Malaysia May Lose Medicine Access With Price Controls, Hospital Warns

Thomson Hospital Kota Damansara CEO Nadiah Wan says global pharmaceutical companies left India when it imposed price controls.

KUALA LUMPUR, July 29 — A private hospital cautioned the government that global drugmakers may pull out of Malaysia if price controls are imposed on medicines.

Thomson Hospital Kota Damansara CEO Nadiah Wan highlighted the case of India, where many multinational pharmaceutical companies left the billion-dollar market after it imposed price controls on implants. 

“So I can imagine that perhaps some of the European companies may find it no longer worth it to bring their products in, and we may lose access to certain medications,” Nadiah told Malaysian Medics International’s (MMI) “The Good Doctor: A Health Care Festival” at Publika recently.

She also said attempting to regulate the price of medicines in private hospitals could force people to buy black-market drugs, like illegal cigarettes.  

Nadiah said she was “very concerned” about the government’s plan to impose drug price controls, highlighting various costs in a hospital that are not charged to the patient, like hand sanitisers and air filters. Hospitals also use disposable bed sheets and hospital gowns, and single-use syringes, to prevent infection.

“Everything is really expensive because these threats of infection are definitely a big concern,” said the CEO of the Selangor-based private hospital.

“Pharmacy items are one of the areas where the hospital generates enough of a margin to cover the cost of everything else.”

The Health Ministry has said that it will use external reference pricing (ERP) to benchmark drug prices in Malaysia against prices in other countries. 

The three lowest prices from those countries will be averaged to set the price ceilings for pharmaceutical products in Malaysia, where the government determines a certain percentage of markups that can be imposed at the wholesale level and retail points like hospitals, clinics, and pharmacies.

Pakatan Harapan (PH) plans to control the prices of originator medicines in the first phase of its drug price controls.

Nadiah also highlighted the cost of delivering medicine in a hospital, noting that four people are required by regulation to dispense a drug in a hospital pharmacy — one prescribes or keys in the drug, the second pulls it down from the shelf, the third double-checks the medicine, and the fourth explains and dispenses the drug to the patient.

“That’s why in a hospital, everything is geared towards worst-case scenario. The reason is because the drugs in a hospital that we give could potentially kill you if we get it wrong. So I understand why they require all these safeguards, but it drives the costs up as well.”

Monash University consultant endocrinologist Dr Khalid Abdul Kadir said international drug companies sold pharmaceutical products to the government for far cheaper than to hospitals or general practitioners (GPs) because the Health Ministry makes bulk purchases.

“When we started Tropicana [Medical Centre], we were very small, we were very upset because the prices they offered us were much higher than the prices they offered Hospital UKM (Universiti Kebangsaan Malaysia) when I was director there. When I was director at HUKM, prices at HUKM were more than prices they offered UM (Universiti Malaya) or USM Universiti Sains Malaysia),” Dr Khalid told the MMI conference.

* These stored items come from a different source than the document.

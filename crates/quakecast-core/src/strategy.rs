//! Retrieval strategy contract.
//!
//! A strategy is one way of answering lookups for a record domain: the local
//! store, or a named third-party provider. Each strategy is bound to the
//! source key callers use to select it.
//!
//! | Lookup | Method | Local store | Remote provider |
//! |--------|--------|-------------|-----------------|
//! | By identifier | [`RetrievalStrategy::fetch_one`] | record or absent | unsupported |
//! | By location | [`RetrievalStrategy::fetch_many`] | matching records | raw provider payload |

use std::fmt::{Display, Formatter};
use std::future::Future;
use std::pin::Pin;

use serde_json::Value;

use crate::domain::{Record, RecordId, Stored};
use crate::GatewayError;

pub type StrategyFuture<'a, T> = Pin<Box<dyn Future<Output = Result<T, GatewayError>> + Send + 'a>>;

/// Lookup shape used for capability checks.
#[derive(Debug, Clone, Copy, PartialEq, Eq)]
pub enum Lookup {
    ById,
    ByLocation,
}

impl Lookup {
    pub const fn as_str(self) -> &'static str {
        match self {
            Self::ById => "identifier",
            Self::ByLocation => "location",
        }
    }
}

impl Display for Lookup {
    fn fmt(&self, f: &mut Formatter<'_>) -> std::fmt::Result {
        f.write_str(self.as_str())
    }
}

/// Lookups a strategy can answer.
#[derive(Debug, Clone, Copy, PartialEq, Eq)]
pub struct CapabilitySet {
    pub by_id: bool,
    pub by_location: bool,
}

impl CapabilitySet {
    pub const fn new(by_id: bool, by_location: bool) -> Self {
        Self { by_id, by_location }
    }

    pub const fn full() -> Self {
        Self::new(true, true)
    }

    pub const fn location_only() -> Self {
        Self::new(false, true)
    }

    pub const fn supports(self, lookup: Lookup) -> bool {
        match lookup {
            Lookup::ById => self.by_id,
            Lookup::ByLocation => self.by_location,
        }
    }
}

/// Result of a by-location lookup.
#[derive(Debug, Clone, PartialEq)]
pub enum Retrieved<R> {
    /// Records from the local store, in insertion order. May be empty.
    Records(Vec<Stored<R>>),
    /// A provider's JSON payload, unmodified.
    Payload(Value),
}

/// One retrieval implementation bound to a source key.
pub trait RetrievalStrategy<R: Record>: Send + Sync {
    /// Source key callers use to select this strategy. Case-sensitive.
    fn key(&self) -> &'static str;

    fn capabilities(&self) -> CapabilitySet;

    /// Exact lookup by identifier. `Ok(None)` means the record is absent.
    fn fetch_one<'a>(&'a self, id: &'a RecordId) -> StrategyFuture<'a, Option<Stored<R>>> {
        let _ = id;
        let key = self.key();
        Box::pin(async move { Err(GatewayError::unsupported(key, Lookup::ById)) })
    }

    /// Lookup by location name or fragment.
    fn fetch_many<'a>(&'a self, location: &'a str) -> StrategyFuture<'a, Retrieved<R>>;
}

impl GatewayError {
    pub const fn unsupported(source_key: &'static str, lookup: Lookup) -> Self {
        Self::UnsupportedLookup {
            source_key,
            lookup: lookup.as_str(),
        }
    }
}
//! Retrieval strategy implementations.
//!
//! | Adapter | Domain | Source key |
//! |---------|--------|------------|
//! | [`LocalAdapter`] | both | `local` |
//! | [`UsgsAdapter`] | seismic | `USGS` |
//! | [`EmscAdapter`] | seismic | `EMSC` |
//! | [`OpenWeatherMapAdapter`] | weather | `OpenWeatherMap` |
//! | [`WeatherApiAdapter`] | weather | `WeatherAPI` |
//!
//! Seismic providers are queried by coordinates, so their adapters first
//! resolve the location through [`RestCountriesGeocoder`].

mod emsc;
mod geocoding;
mod local;
mod openweathermap;
mod usgs;
mod weatherapi;

pub use emsc::{EmscAdapter, EMSC_SEARCH_URL};
pub use geocoding::{Coordinates, RestCountriesGeocoder, RESTCOUNTRIES_NAME_URL};
pub use local::LocalAdapter;
pub use openweathermap::{OpenWeatherMapAdapter, OPENWEATHERMAP_CURRENT_URL};
pub use usgs::{UsgsAdapter, USGS_QUERY_URL};
pub use weatherapi::{WeatherApiAdapter, WEATHERAPI_CURRENT_URL};

use std::sync::Arc;

use serde_json::Value;

use crate::http_client::{HttpClient, HttpRequest, HttpResponse};
use crate::GatewayError;

/// Transport shared by the remote adapters. Holds no state between calls.
pub(crate) struct Upstream {
    provider: &'static str,
    http_client: Arc<dyn HttpClient>,
    timeout_ms: u64,
}

impl Upstream {
    pub(crate) fn new(
        provider: &'static str,
        http_client: Arc<dyn HttpClient>,
        timeout_ms: u64,
    ) -> Self {
        Self {
            provider,
            http_client,
            timeout_ms,
        }
    }

    pub(crate) const fn provider(&self) -> &'static str {
        self.provider
    }

    /// Issue a GET bounded by the per-call timeout.
    pub(crate) async fn get(&self, url: String) -> Result<HttpResponse, GatewayError> {
        let request = HttpRequest::get(url).with_timeout_ms(self.timeout_ms);
        self.http_client.execute(request).await.map_err(|error| {
            tracing::warn!(provider = self.provider, error = %error, "upstream transport failure");
            GatewayError::UpstreamFetch(format!(
                "{} transport error: {}",
                self.provider,
                error.message()
            ))
        })
    }

    /// Require a 2xx JSON answer.
    pub(crate) fn json_body(&self, response: &HttpResponse) -> Result<Value, GatewayError> {
        if !response.is_success() {
            tracing::warn!(
                provider = self.provider,
                status = response.status,
                "upstream returned error status"
            );
            return Err(GatewayError::UpstreamFetch(format!(
                "{} upstream returned status {}",
                self.provider, response.status
            )));
        }

        serde_json::from_str(&response.body).map_err(|e| {
            GatewayError::UpstreamFetch(format!("{} returned a non-JSON body: {e}", self.provider))
        })
    }

    pub(crate) async fn get_json(&self, url: String) -> Result<Value, GatewayError> {
        let response = self.get(url).await?;
        self.json_body(&response)
    }
}
//! Gateway configuration from the environment.
//!
//! | Setting | Primary Env Var | Fallback Env Var | Default |
//! |---------|-----------------|------------------|---------|
//! | OpenWeatherMap key | `QUAKECAST_OPENWEATHERMAP_API_KEY` | `OPENWEATHERMAP_API_KEY` | unset |
//! | WeatherAPI key | `QUAKECAST_WEATHERAPI_API_KEY` | `WEATHERAPI_API_KEY` | unset |
//! | Upstream timeout | `QUAKECAST_UPSTREAM_TIMEOUT_MS` | - | 5000 |
//!
//! Providers without a key stay registered and answer with an upstream
//! fetch error.

use std::env;
use std::fmt::{Debug, Formatter};
use std::time::Duration;

use thiserror::Error;

use crate::http_client::DEFAULT_TIMEOUT_MS;

/// Grace added on top of the two upstream calls a seismic lookup makes.
const STRATEGY_GRACE_MS: u64 = 500;

#[derive(Debug, Error, Clone, PartialEq, Eq)]
pub enum ConfigError {
    #[error("upstream timeout must be a positive number of milliseconds: '{value}'")]
    InvalidTimeout { value: String },
}

#[derive(Clone, PartialEq, Eq)]
pub struct GatewayConfig {
    pub openweathermap_api_key: Option<String>,
    pub weatherapi_api_key: Option<String>,
    /// Per-request timeout for each outbound call.
    pub upstream_timeout_ms: u64,
}

impl Default for GatewayConfig {
    fn default() -> Self {
        Self {
            openweathermap_api_key: None,
            weatherapi_api_key: None,
            upstream_timeout_ms: DEFAULT_TIMEOUT_MS,
        }
    }
}

impl GatewayConfig {
    pub fn from_env() -> Result<Self, ConfigError> {
        let upstream_timeout_ms = match env::var("QUAKECAST_UPSTREAM_TIMEOUT_MS") {
            Ok(value) => parse_timeout_ms(&value)?,
            Err(_) => DEFAULT_TIMEOUT_MS,
        };

        Ok(Self {
            openweathermap_api_key: env_key(
                "QUAKECAST_OPENWEATHERMAP_API_KEY",
                "OPENWEATHERMAP_API_KEY",
            ),
            weatherapi_api_key: env_key("QUAKECAST_WEATHERAPI_API_KEY", "WEATHERAPI_API_KEY"),
            upstream_timeout_ms,
        })
    }

    pub fn with_upstream_timeout_ms(mut self, timeout_ms: u64) -> Self {
        self.upstream_timeout_ms = timeout_ms;
        self
    }

    pub fn with_openweathermap_key(mut self, key: impl Into<String>) -> Self {
        self.openweathermap_api_key = Some(key.into());
        self
    }

    pub fn with_weatherapi_key(mut self, key: impl Into<String>) -> Self {
        self.weatherapi_api_key = Some(key.into());
        self
    }

    /// Upper bound on one strategy execution, covering a geocode plus a query.
    pub fn strategy_timeout(&self) -> Duration {
        Duration::from_millis(
            self.upstream_timeout_ms
                .saturating_mul(2)
                .saturating_add(STRATEGY_GRACE_MS),
        )
    }
}

// Keys are redacted.
impl Debug for GatewayConfig {
    fn fmt(&self, f: &mut Formatter<'_>) -> std::fmt::Result {
        f.debug_struct("GatewayConfig")
            .field("openweathermap_api_key", &self.openweathermap_api_key.as_ref().map(|_| "<set>"))
            .field("weatherapi_api_key", &self.weatherapi_api_key.as_ref().map(|_| "<set>"))
            .field("upstream_timeout_ms", &self.upstream_timeout_ms)
            .finish()
    }
}

pub fn parse_timeout_ms(value: &str) -> Result<u64, ConfigError> {
    match value.trim().parse::<u64>() {
        Ok(ms) if ms > 0 => Ok(ms),
        _ => Err(ConfigError::InvalidTimeout {
            value: value.to_owned(),
        }),
    }
}

fn env_key(primary: &str, fallback: &str) -> Option<String> {
    env::var(primary)
        .or_else(|_| env::var(fallback))
        .ok()
        .filter(|key| !key.trim().is_empty())
}

#[cfg(test)]
mod tests {
    use super::*;

    #[test]
    fn debug_output_never_contains_keys() {
        let config = GatewayConfig::default().with_openweathermap_key("secret-owm");
        let rendered = format!("{config:?}");

        assert!(!rendered.contains("secret-owm"));
        assert!(rendered.contains("<set>"));
    }

    #[test]
    fn strategy_timeout_covers_two_upstream_calls() {
        let config = GatewayConfig::default().with_upstream_timeout_ms(1_000);
        assert_eq!(config.strategy_timeout(), Duration::from_millis(2_500));
    }

    #[test]
    fn zero_or_garbage_timeout_is_rejected() {
        assert!(parse_timeout_ms("0").is_err());
        assert!(parse_timeout_ms("fast").is_err());
        assert_eq!(parse_timeout_ms(" 750 "), Ok(750));
    }
}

He said drugmakers told him that discounts could not be given for small-volume purchases.

“Some GPs have a bigger market, so they get more discounts, some GPs are struggling so they get less discounts. Why can’t we have a single price for the whole country?”

Nadiah confirmed that between a hospital, retail pharmacy, or GP, a hospital pays pharmaceutical companies the highest price for drugs. 

When asked why private hospitals can’t display a price list of standard procedures, Nadiah said most hospitals publicly advertise packages for predictable procedures like delivery and cataract surgery.

“When doctors consult patients, they usually give them an estimate of the cost. But it’s not an estimate you can hold yourself to if a complication were to happen,” she said.

“Secondly, I think that it would be very dangerous for people just to decide purely on cost and whether they’re able to differentiate what they’re getting for that cost.”

Nadiah pointed out that cataract surgery, for example, could be performed using different lenses that cost differently. 

“But it’s not as if you’re comparing apple to apple all the time. Even in hospital packages, when they say a certain procedure, do the patients understand enough to make that apple to apple comparison and understand what is it they’re paying for?”

She said if private hospitals are to display price lists of standard procedures, the government must state what exactly is being charged so that all facilities are compared at the same level.

“Otherwise, there’s no point. I could market a cataract package that is RM5,000 but using another lens, another is marketing it at RM3,000 with a different lens. And you hope the patient understands what the difference is.”